▸ **WHAT THE TASK REQUIRES**
Among the entries below, find every line that contains the string "serde", then copy it.

Dataset entries
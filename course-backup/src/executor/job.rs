//! One course's trip through the remote export lifecycle.
//!
//! ```text
//! Requested -> Polling -> Resolving -> Downloading -> Completed
//!     \           \            \             \
//!      `-----------`------------`-------------`----> Failed
//! ```

use super::ExportSettings;
use crate::canvas::{ByteStream, ExportApi};
use crate::courses::Course;
use crate::fs::NameResolver;
use crate::report::{BackupEvent, Reporter};
use crate::retry::with_retry;
use crate::transfer::{ProgressCallback, ProgressStream};
use crate::utils::errors::{BackupError, Result};
use futures_util::StreamExt;
use std::path::{Path, PathBuf};
use std::sync::Arc;
use tokio::io::AsyncWriteExt;
use tracing::{debug, error, info};

#[derive(Debug, Clone, Copy, PartialEq, Eq)]
pub enum JobState {
    Requested,
    Polling,
    Resolving,
    Downloading,
    Completed,
    Failed,
}

impl JobState {
    pub fn is_terminal(self) -> bool {
        matches!(self, JobState::Completed | JobState::Failed)
    }
}

/// An archive written to the version directory.
#[derive(Debug, Clone)]
pub struct DownloadedArtifact {
    pub path: PathBuf,
    pub course_id: String,
    pub size_bytes: u64,
}

#[derive(Debug, Clone)]
pub struct CourseFailure {
    pub course: Course,
    pub error: String,
}

/// Terminal result of one job.
#[derive(Debug, Clone)]
pub enum CourseOutcome {
    Completed(DownloadedArtifact),
    Failed(CourseFailure),
}

/// Everything the jobs of one run share.
pub struct JobContext {
    pub api: Arc<dyn ExportApi>,
    pub names: Arc<NameResolver>,
    pub reporter: Arc<dyn Reporter>,
    pub settings: ExportSettings,
    pub version: String,
    pub version_dir: PathBuf,
}

pub struct RemoteExportJob {
    course: Course,
    ctx: Arc<JobContext>,
    state: JobState,
    export_id: Option<u64>,
    progress_url: Option<String>,
    attachment_url: Option<String>,
}

impl RemoteExportJob {
    pub fn new(course: Course, ctx: Arc<JobContext>) -> Self {
        Self {
            course,
            ctx,
            state: JobState::Requested,
            export_id: None,
            progress_url: None,
            attachment_url: None,
        }
    }

    #[cfg(test)]
    pub(crate) fn state(&self) -> JobState {
        self.state
    }

    /// Drive the course to a terminal state. Errors never escape; they are
    /// logged, reported, and returned as [`CourseOutcome::Failed`].
    pub async fn run(mut self) -> CourseOutcome {
        self.ctx.reporter.report(&BackupEvent::CourseStarted {
            course_id: self.course.id.clone(),
            course_name: self.course.name.clone(),
        });

        match self.drive().await {
            Ok(artifact) => {
                self.transition(JobState::Completed);
                self.ctx.reporter.report(&BackupEvent::CourseCompleted {
                    course_id: self.course.id.clone(),
                    course_name: self.course.name.clone(),
                    path: artifact.path.clone(),
                    size_bytes: artifact.size_bytes,
                });
                CourseOutcome::Completed(artifact)
            }
            Err(e) => {
                let failed_in = self.state;
                self.transition(JobState::Failed);
                error!(
                    course_id = %self.course.id,
                    course_name = %self.course.name,
                    export_id = ?self.export_id,
                    progress_url = ?self.progress_url,
                    attachment_url = ?self.attachment_url,
                    stage = ?failed_in,
                    error = %e,
                    "Course export failed"
                );
                self.ctx.reporter.report(&BackupEvent::CourseFailed {
                    course_id: self.course.id.clone(),
                    course_name: self.course.name.clone(),
                    error: e.to_string(),
                });
                CourseOutcome::Failed(CourseFailure {
                    course: self.course,
                    error: e.to_string(),
                })
            }
        }
    }

    fn transition(&mut self, next: JobState) {
        debug_assert!(!self.state.is_terminal(), "terminal export job changed state");
        debug!(course_id = %self.course.id, from = ?self.state, to = ?next, "Export job state change");
        self.state = next;
    }

    async fn drive(&mut self) -> Result<DownloadedArtifact> {
        let ctx = self.ctx.clone();

        // Never retried: a second create would start a second remote export.
        let export = ctx.api.create_export(&self.course.id).await?;
        self.export_id = Some(export.id);
        let progress_url = export.progress_url.ok_or_else(|| {
            BackupError::RemoteRequest(format!("export {} has no progress url", export.id))
        })?;
        self.progress_url = Some(progress_url.clone());
        self.transition(JobState::Polling);

        self.poll_until_ready(export.id, &progress_url).await?;
        self.transition(JobState::Resolving);

        let course_id = self.course.id.clone();
        let url = with_retry(&ctx.settings.retry, || {
            ctx.api.get_export_result(&course_id, export.id)
        })
        .await?;
        self.attachment_url = Some(url.clone());
        self.transition(JobState::Downloading);

        self.download(&url).await
    }

    async fn poll_until_ready(&self, export_id: u64, progress_url: &str) -> Result<()> {
        let ctx = &self.ctx;
        let mut attempts: u32 = 0;

        loop {
            tokio::time::sleep(ctx.settings.poll_interval).await;
            attempts += 1;

            let progress = with_retry(&ctx.settings.retry, || ctx.api.get_progress(progress_url)).await?;

            if progress.is_complete() {
                debug!(course_id = %self.course.id, export_id, attempts, "Export ready");
                return Ok(());
            }
            if progress.is_failed() {
                return Err(BackupError::RemoteJobFailed {
                    export_id,
                    state: progress.workflow_state,
                });
            }
            if let Some(max) = ctx.settings.max_poll_attempts {
                if attempts >= max {
                    return Err(BackupError::PollTimeout { export_id, attempts });
                }
            }
        }
    }

    async fn download(&self, url: &str) -> Result<DownloadedArtifact> {
        let ctx = &self.ctx;

        tokio::fs::create_dir_all(&ctx.version_dir)
            .await
            .map_err(|e| BackupError::fs(&ctx.version_dir, e))?;

        let stream = with_retry(&ctx.settings.retry, || ctx.api.stream_download(url)).await?;

        let (path, file) = ctx
            .names
            .reserve(&self.course, &ctx.version, &ctx.version_dir)?;

        match write_stream(stream, file, &path, &self.course.id).await {
            Ok(size_bytes) => {
                info!(course_id = %self.course.id, path = %path.display(), size_bytes, "Archive downloaded");
                Ok(DownloadedArtifact {
                    path,
                    course_id: self.course.id.clone(),
                    size_bytes,
                })
            }
            Err(e) => {
                if let Err(rm) = tokio::fs::remove_file(&path).await {
                    debug!(path = %path.display(), error = %rm, "Could not remove partial archive");
                }
                Err(e)
            }
        }
    }
}

/// Copy the archive stream into `file` chunk by chunk.
async fn write_stream(stream: ByteStream, file: std::fs::File, path: &Path, course_id: &str) -> Result<u64> {
    let course_id = course_id.to_string();
    let callback: ProgressCallback = Arc::new(move |bytes| {
        debug!(course_id = %course_id, bytes, "Download progress");
    });

    let mut stream = ProgressStream::new(stream, callback);
    let mut file = tokio::fs::File::from_std(file);
    let mut written = 0u64;

    while let Some(chunk) = stream.next().await {
        let chunk = chunk.map_err(|e| BackupError::DownloadStream(e.to_string()))?;
        file.write_all(&chunk)
            .await
            .map_err(|e| BackupError::fs(path, e))?;
        written += chunk.len() as u64;
    }

    file.flush().await.map_err(|e| BackupError::fs(path, e))?;
    file.sync_all().await.map_err(|e| BackupError::fs(path, e))?;

    Ok(written)
}
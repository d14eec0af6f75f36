//! Remote LMS export API.
//!
//! [`ExportApi`] is the seam between the export pipeline and the remote
//! service; [`CanvasClient`] is the HTTP implementation used in production.

pub mod client;
pub mod models;

use crate::utils::errors::Result;
use async_trait::async_trait;
use bytes::Bytes;
use futures_util::Stream;
use std::pin::Pin;

pub use client::CanvasClient;
pub use models::{Attachment, ContentExport, ExportProgress};

/// Streamed archive body.
pub type ByteStream = Pin<Box<dyn Stream<Item = std::io::Result<Bytes>> + Send>>;

/// Operations the export pipeline needs from the remote service.
#[async_trait]
pub trait ExportApi: Send + Sync {
    /// Start a new export for a course.
    async fn create_export(&self, course_id: &str) -> Result<ContentExport>;

    /// Read the progress object of a running export.
    async fn get_progress(&self, progress_url: &str) -> Result<ExportProgress>;

    /// Resolve the download URL of a finished export.
    async fn get_export_result(&self, course_id: &str, export_id: u64) -> Result<String>;

    /// Open the archive at `url` as a byte stream.
    async fn stream_download(&self, url: &str) -> Result<ByteStream>;
}
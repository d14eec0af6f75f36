//! Course records and course-list loading.

use crate::utils::errors::{BackupError, Result};
use serde::{Deserialize, Serialize};
use std::io::Read;
use std::path::Path;
use tracing::warn;

/// A remote course to export. Identity is `id`.
#[derive(Debug, Clone, PartialEq, Eq, Serialize, Deserialize)]
pub struct Course {
    pub id: String,
    pub name: String,
}

impl Course {
    pub fn new(id: impl Into<String>, name: impl Into<String>) -> Self {
        Self {
            id: id.into(),
            name: name.into(),
        }
    }
}

#[derive(Debug, Deserialize)]
struct CourseRow {
    id: Option<String>,
    #[serde(alias = "name")]
    course_name: Option<String>,
}

/// Load the ordered course list from a CSV file with an `id` column and a
/// `course_name` (or `name`) column.
pub fn load_courses(path: &Path) -> Result<Vec<Course>> {
    let file = std::fs::File::open(path).map_err(|e| {
        BackupError::CourseList(format!("cannot open {}: {}", path.display(), e))
    })?;
    parse_courses(file)
}

/// Parse a course list from any CSV reader.
pub fn parse_courses<R: Read>(reader: R) -> Result<Vec<Course>> {
    let mut rdr = csv::ReaderBuilder::new()
        .trim(csv::Trim::All)
        .flexible(true)
        .from_reader(reader);

    let headers = rdr
        .headers()
        .map_err(|e| BackupError::CourseList(format!("unreadable header: {}", e)))?;
    if !headers.iter().any(|h| h == "id") {
        return Err(BackupError::CourseList(
            "course list has no 'id' column".to_string(),
        ));
    }

    let mut courses = Vec::new();
    for (line, row) in rdr.deserialize::<CourseRow>().enumerate() {
        let row = row.map_err(|e| BackupError::CourseList(e.to_string()))?;
        let id = row.id.unwrap_or_default();
        if id.is_empty() {
            // +2: header line and 1-based numbering
            warn!(line = line + 2, "Skipping course row without an id");
            continue;
        }
        courses.push(Course {
            name: row.course_name.unwrap_or_default(),
            id,
        });
    }

    Ok(courses)
}
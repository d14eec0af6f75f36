//! Cron-driven repetition of whole backup runs.

use crate::courses::load_courses;
use crate::executor::{BackupSession, RunSummary};
use crate::utils::errors::{BackupError, Result};
use std::path::PathBuf;
use std::sync::Arc;
use tokio::sync::{broadcast, Mutex};
use tokio_cron_scheduler::{Job, JobScheduler};
use tracing::{error, info, warn};

/// One schedulable backup run. At most one run is in progress at a time.
#[derive(Clone)]
pub struct ScheduledRun {
    session: Arc<BackupSession>,
    course_list: PathBuf,
    running: Arc<Mutex<()>>,
}

impl ScheduledRun {
    pub fn new(session: Arc<BackupSession>, course_list: impl Into<PathBuf>) -> Self {
        Self {
            session,
            course_list: course_list.into(),
            running: Arc::new(Mutex::new(())),
        }
    }

    /// Reload the course list and run a session.
    ///
    /// Returns `Ok(None)` when the previous run has not finished yet.
    pub async fn fire(&self) -> Result<Option<RunSummary>> {
        let Ok(_guard) = self.running.try_lock() else {
            warn!("Skipping scheduled run: previous run still in progress");
            return Ok(None);
        };

        let courses = load_courses(&self.course_list)?;
        let summary = self.session.run(&courses).await?;
        Ok(Some(summary))
    }

    /// Wait for an in-progress run to finish.
    pub async fn wait_idle(&self) {
        let _guard = self.running.lock().await;
    }
}

pub struct BackupScheduler {
    scheduler: Mutex<JobScheduler>,
    run: ScheduledRun,
}

impl BackupScheduler {
    pub async fn new(run: ScheduledRun) -> Result<Self> {
        let scheduler = JobScheduler::new().await.map_err(scheduler_error)?;
        Ok(Self {
            scheduler: Mutex::new(scheduler),
            run,
        })
    }

    /// Register `cron_expression` (six fields, seconds first).
    pub async fn schedule(&self, cron_expression: &str) -> Result<()> {
        let run = self.run.clone();

        let job = Job::new_async(cron_expression, move |_uuid, _lock| {
            let run = run.clone();
            Box::pin(async move {
                match run.fire().await {
                    Ok(Some(summary)) => info!(
                        run_id = %summary.run_id,
                        completed = summary.completed.len(),
                        failed = summary.failed.len(),
                        "Scheduled backup finished"
                    ),
                    Ok(None) => {}
                    Err(e) => error!(error = %e, "Scheduled backup failed"),
                }
            })
        })
        .map_err(scheduler_error)?;

        self.scheduler
            .lock()
            .await
            .add(job)
            .await
            .map_err(scheduler_error)?;
        info!(cron = %cron_expression, "Backup scheduled");
        Ok(())
    }

    pub async fn start(&self) -> Result<()> {
        self.scheduler
            .lock()
            .await
            .start()
            .await
            .map_err(scheduler_error)
    }

    /// Start firing and keep going until `shutdown` fires (or its sender
    /// is dropped), then shut down.
    pub async fn run_until(&self, mut shutdown: broadcast::Receiver<()>) -> Result<()> {
        self.start().await?;
        let _ = shutdown.recv().await;
        info!("Shutdown requested, stopping the scheduler");
        self.shutdown().await
    }

    /// Stop firing new runs and wait for the current one to finish.
    pub async fn shutdown(&self) -> Result<()> {
        self.scheduler
            .lock()
            .await
            .shutdown()
            .await
            .map_err(scheduler_error)?;
        self.run.wait_idle().await;
        Ok(())
    }
}

fn scheduler_error(e: impl std::fmt::Display) -> BackupError {
    BackupError::Scheduler(e.to_string())
}
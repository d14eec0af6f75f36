//! Byte-counting wrapper for streamed archive downloads.

use bytes::Bytes;
use futures_util::Stream;
use std::pin::Pin;
use std::sync::Arc;
use std::task::{Context, Poll};
use tokio::time::{Duration, Instant};

/// Callback for progress updates, receives total bytes seen so far
pub type ProgressCallback = Arc<dyn Fn(u64) + Send + Sync>;

/// Stream wrapper that counts bytes and reports them at most every `update_interval`.
pub struct ProgressStream<S> {
    inner: S,
    bytes_transferred: u64,
    last_update: Instant,
    update_interval: Duration,
    callback: ProgressCallback,
}

impl<S> ProgressStream<S>
where
    S: Stream<Item = std::io::Result<Bytes>>,
{
    pub fn new(inner: S, callback: ProgressCallback) -> Self {
        Self {
            inner,
            bytes_transferred: 0,
            last_update: Instant::now(),
            update_interval: Duration::from_secs(2),
            callback,
        }
    }

    pub fn with_interval(mut self, update_interval: Duration) -> Self {
        self.update_interval = update_interval;
        self
    }

    pub fn bytes_transferred(&self) -> u64 {
        self.bytes_transferred
    }
}

impl<S> Stream for ProgressStream<S>
where
    S: Stream<Item = std::io::Result<Bytes>> + Unpin,
{
    type Item = std::io::Result<Bytes>;

    fn poll_next(mut self: Pin<&mut Self>, cx: &mut Context<'_>) -> Poll<Option<Self::Item>> {
        match Pin::new(&mut self.inner).poll_next(cx) {
            Poll::Ready(Some(Ok(bytes))) => {
                self.bytes_transferred += bytes.len() as u64;

                let now = Instant::now();
                if now.duration_since(self.last_update) >= self.update_interval {
                    (self.callback)(self.bytes_transferred);
                    self.last_update = now;
                }

                Poll::Ready(Some(Ok(bytes)))
            }
            Poll::Ready(None) => {
                // Final update on completion
                (self.callback)(self.bytes_transferred);
                Poll::Ready(None)
            }
            other => other,
        }
    }
}
//! Run-level progress tallies and human-readable formatting.

use std::sync::atomic::{AtomicU64, AtomicUsize, Ordering};

/// Per-run course counters, shared between concurrently finishing jobs.
#[derive(Debug, Default)]
pub struct RunProgress {
    total: AtomicUsize,
    completed: AtomicUsize,
    failed: AtomicUsize,
    bytes: AtomicU64,
}

/// Point-in-time copy of [`RunProgress`].
#[derive(Debug, Clone, Copy, PartialEq, Eq)]
pub struct ProgressSnapshot {
    pub total: usize,
    pub completed: usize,
    pub failed: usize,
    pub bytes: u64,
}

impl ProgressSnapshot {
    /// Courses that reached a terminal state.
    pub fn finished(&self) -> usize {
        self.completed + self.failed
    }

    pub fn percent(&self) -> f64 {
        if self.total == 0 {
            100.0
        } else {
            (self.finished() as f64 / self.total as f64) * 100.0
        }
    }
}

impl RunProgress {
    /// Reset the counters for a run of `total` courses.
    pub fn start(&self, total: usize) {
        self.total.store(total, Ordering::Relaxed);
        self.completed.store(0, Ordering::Relaxed);
        self.failed.store(0, Ordering::Relaxed);
        self.bytes.store(0, Ordering::Relaxed);
    }

    pub fn record_completed(&self, bytes: u64) -> ProgressSnapshot {
        self.completed.fetch_add(1, Ordering::Relaxed);
        self.bytes.fetch_add(bytes, Ordering::Relaxed);
        self.snapshot()
    }

    pub fn record_failed(&self) -> ProgressSnapshot {
        self.failed.fetch_add(1, Ordering::Relaxed);
        self.snapshot()
    }

    pub fn snapshot(&self) -> ProgressSnapshot {
        ProgressSnapshot {
            total: self.total.load(Ordering::Relaxed),
            completed: self.completed.load(Ordering::Relaxed),
            failed: self.failed.load(Ordering::Relaxed),
            bytes: self.bytes.load(Ordering::Relaxed),
        }
    }
}

/// Format bytes as human-readable string
pub fn format_bytes(bytes: u64) -> String {
    const UNITS: &[&str] = &["B", "KB", "MB", "GB", "TB"];
    let mut size = bytes as f64;
    let mut unit_index = 0;

    while size >= 1024.0 && unit_index < UNITS.len() - 1 {
        size /= 1024.0;
        unit_index += 1;
    }

    format!("{:.2} {}", size, UNITS[unit_index])
}

/// Format duration as human-readable string
pub fn format_duration(seconds: u64) -> String {
    if seconds < 60 {
        format!("{}s", seconds)
    } else if seconds < 3600 {
        format!("{}m {}s", seconds / 60, seconds % 60)
    } else {
        format!("{}h {}m", seconds / 3600, (seconds % 3600) / 60)
    }
}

▸ **RESULT OF THIS EXERCISE**
use serde::{Deserialize, Serialize};
    #[serde(alias = "name")]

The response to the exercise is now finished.